#### [Data supplied]
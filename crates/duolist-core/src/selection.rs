#![forbid(unsafe_code)]

//! Independent per-pane selection sets.
//!
//! One set of selected keys per pane. The store never validates that a
//! selected key still exists in any data source: stale keys sit harmlessly
//! until the next external resync. It also knows nothing about filtering:
//! select-all candidates arrive from the caller as "the currently visible
//! keys of that pane".

use std::collections::BTreeSet;

use crate::pane::Pane;

/// Selection state for both panes of a transfer control.
///
/// Invariant: a key is only ever selected in the pane it belongs to, so the
/// two sets stay disjoint. [`SelectionState::resync_from_combined`] rebuilds
/// both sides from one combined set and re-establishes that split.
#[derive(Debug, Clone, Default, PartialEq, Eq)]
pub struct SelectionState {
    source: BTreeSet<String>,
    target: BTreeSet<String>,
}

impl SelectionState {
    /// Empty selection on both panes.
    #[must_use]
    pub fn new() -> Self {
        Self::default()
    }

    /// Selected keys of one pane.
    #[must_use]
    pub fn pane(&self, pane: Pane) -> &BTreeSet<String> {
        match pane {
            Pane::Source => &self.source,
            Pane::Target => &self.target,
        }
    }

    fn pane_mut(&mut self, pane: Pane) -> &mut BTreeSet<String> {
        match pane {
            Pane::Source => &mut self.source,
            Pane::Target => &mut self.target,
        }
    }

    /// Union of both panes' selections, source keys first.
    #[must_use]
    pub fn combined(&self) -> Vec<String> {
        self.source.iter().chain(self.target.iter()).cloned().collect()
    }

    /// Total number of selected keys across both panes.
    #[must_use]
    pub fn selected_count(&self) -> usize {
        self.source.len() + self.target.len()
    }

    /// Select or deselect a single key in `pane`.
    ///
    /// Adding an already-selected key or removing an absent one is
    /// structurally a no-op but still counts as a state replacement; the
    /// engine notifies downstream either way.
    pub fn select_one(&mut self, pane: Pane, key: &str, checked: bool) {
        let holder = self.pane_mut(pane);
        if checked {
            holder.insert(key.to_owned());
        } else {
            holder.remove(key);
        }
        #[cfg(feature = "tracing")]
        self.log_selection_change("select_one");
    }

    /// Merge `candidate_keys` into `pane`'s selection, or subtract them.
    ///
    /// `check_all = true` is set union, `false` is set difference. The
    /// candidates are whatever the caller currently shows in that pane.
    pub fn select_all(&mut self, pane: Pane, candidate_keys: &[String], check_all: bool) {
        let holder = self.pane_mut(pane);
        if check_all {
            holder.extend(candidate_keys.iter().cloned());
        } else {
            for key in candidate_keys {
                holder.remove(key);
            }
        }
        #[cfg(feature = "tracing")]
        self.log_selection_change("select_all");
    }

    /// Toggle membership of every candidate key in `pane`'s selection.
    pub fn invert(&mut self, pane: Pane, candidate_keys: &[String]) {
        let holder = self.pane_mut(pane);
        for key in candidate_keys {
            if !holder.remove(key) {
                holder.insert(key.clone());
            }
        }
        #[cfg(feature = "tracing")]
        self.log_selection_change("invert");
    }

    /// Replace `pane`'s selection wholesale.
    pub fn replace_pane(&mut self, pane: Pane, keys: &[String]) {
        *self.pane_mut(pane) = keys.iter().cloned().collect();
        #[cfg(feature = "tracing")]
        self.log_selection_change("replace_pane");
    }

    /// Empty `pane`'s selection.
    pub fn clear(&mut self, pane: Pane) {
        self.pane_mut(pane).clear();
        #[cfg(feature = "tracing")]
        self.log_selection_change("clear");
    }

    /// Empty both panes' selections.
    pub fn clear_both(&mut self) {
        self.source.clear();
        self.target.clear();
        #[cfg(feature = "tracing")]
        self.log_selection_change("clear_both");
    }

    /// Replace both sets from one externally supplied combined set.
    ///
    /// A key lands in the target set iff it occurs in `target_keys`;
    /// everything else falls to the source set. Not-found is the source
    /// branch, never a fault. This is how an external controlled-selection
    /// input overrides internal state.
    pub fn resync_from_combined(&mut self, combined: &[String], target_keys: &[String]) {
        let in_target = |key: &str| target_keys.iter().any(|candidate| candidate == key);
        self.source = combined.iter().filter(|key| !in_target(key.as_str())).cloned().collect();
        self.target = combined.iter().filter(|key| in_target(key.as_str())).cloned().collect();
        #[cfg(feature = "tracing")]
        self.log_selection_change("resync");
    }

    #[cfg(feature = "tracing")]
    fn log_selection_change(&self, action: &str) {
        tracing::debug!(
            message = "transfer.selection",
            action,
            source_selected = self.source.len(),
            target_selected = self.target.len()
        );
    }
}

#### [Aim of the exercise]
Every line in the records has to be written out again exactly.

#### [Result of this task]
filename crates/duolist-core/src/selection.rs
#![forbid(unsafe_code)]

//! Independent per-pane selection sets.
//!
//! One set of selected keys per pane. The store never validates that a
//! selected key still exists in any data source: stale keys sit harmlessly
//! until the next external resync. It also knows nothing about filtering:
//! select-all candidates arrive from the caller as "the currently visible
//! keys of that pane".

use std::collections::BTreeSet;

use crate::pane::Pane;

/// Selection state for both panes of a transfer control.
///
/// Invariant: a key is only ever selected in the pane it belongs to, so the
/// two sets stay disjoint. [`SelectionState::resync_from_combined`] rebuilds
/// both sides from one combined set and re-establishes that split.
#[derive(Debug, Clone, Default, PartialEq, Eq)]
pub struct SelectionState {
    source: BTreeSet<String>,
    target: BTreeSet<String>,
}

impl SelectionState {
    /// Empty selection on both panes.
    #[must_use]
    pub fn new() -> Self {
        Self::default()
    }

    /// Selected keys of one pane.
    #[must_use]
    pub fn pane(&self, pane: Pane) -> &BTreeSet<String> {
        match pane {
            Pane::Source => &self.source,
            Pane::Target => &self.target,
        }
    }

    fn pane_mut(&mut self, pane: Pane) -> &mut BTreeSet<String> {
        match pane {
            Pane::Source => &mut self.source,
            Pane::Target => &mut self.target,
        }
    }

    /// Union of both panes' selections, source keys first.
    #[must_use]
    pub fn combined(&self) -> Vec<String> {
        self.source.iter().chain(self.target.iter()).cloned().collect()
    }

    /// Total number of selected keys across both panes.
    #[must_use]
    pub fn selected_count(&self) -> usize {
        self.source.len() + self.target.len()
    }

    /// Select or deselect a single key in `pane`.
    ///
    /// Adding an already-selected key or removing an absent one is
    /// structurally a no-op but still counts as a state replacement; the
    /// engine notifies downstream either way.
    pub fn select_one(&mut self, pane: Pane, key: &str, checked: bool) {
        let holder = self.pane_mut(pane);
        if checked {
            holder.insert(key.to_owned());
        } else {
            holder.remove(key);
        }
        #[cfg(feature = "tracing")]
        self.log_selection_change("select_one");
    }

    /// Merge `candidate_keys` into `pane`'s selection, or subtract them.
    ///
    /// `check_all = true` is set union, `false` is set difference. The
    /// candidates are whatever the caller currently shows in that pane.
    pub fn select_all(&mut self, pane: Pane, candidate_keys: &[String], check_all: bool) {
        let holder = self.pane_mut(pane);
        if check_all {
            holder.extend(candidate_keys.iter().cloned());
        } else {
            for key in candidate_keys {
                holder.remove(key);
            }
        }
        #[cfg(feature = "tracing")]
        self.log_selection_change("select_all");
    }

    /// Toggle membership of every candidate key in `pane`'s selection.
    pub fn invert(&mut self, pane: Pane, candidate_keys: &[String]) {
        let holder = self.pane_mut(pane);
        for key in candidate_keys {
            if !holder.remove(key) {
                holder.insert(key.clone());
            }
        }
        #[cfg(feature = "tracing")]
        self.log_selection_change("invert");
    }

    /// Replace `pane`'s selection wholesale.
    pub fn replace_pane(&mut self, pane: Pane, keys: &[String]) {
        *self.pane_mut(pane) = keys.iter().cloned().collect();
        #[cfg(feature = "tracing")]
        self.log_selection_change("replace_pane");
    }

    /// Empty `pane`'s selection.
    pub fn clear(&mut self, pane: Pane) {
        self.pane_mut(pane).clear();
        #[cfg(feature = "tracing")]
        self.log_selection_change("clear");
    }

    /// Empty both panes' selections.
    pub fn clear_both(&mut self) {
        self.source.clear();
        self.target.clear();
        #[cfg(feature = "tracing")]
        self.log_selection_change("clear_both");
    }

    /// Replace both sets from one externally supplied combined set.
    ///
    /// A key lands in the target set iff it occurs in `target_keys`;
    /// everything else falls to the source set. Not-found is the source
    /// branch, never a fault. This is how an external controlled-selection
    /// input overrides internal state.
    pub fn resync_from_combined(&mut self, combined: &[String], target_keys: &[String]) {
        let in_target = |key: &str| target_keys.iter().any(|candidate| candidate == key);
        self.source = combined.iter().filter(|key| !in_target(key.as_str())).cloned().collect();
        self.target = combined.iter().filter(|key| in_target(key.as_str())).cloned().collect();
        #[cfg(feature = "tracing")]
        self.log_selection_change("resync");
    }

    #[cfg(feature = "tracing")]
    fn log_selection_change(&self, action: &str) {
        tracing::debug!(
            message = "transfer.selection",
            action,
            source_selected = self.source.len(),
            target_selected = self.target.len()
        );
    }
}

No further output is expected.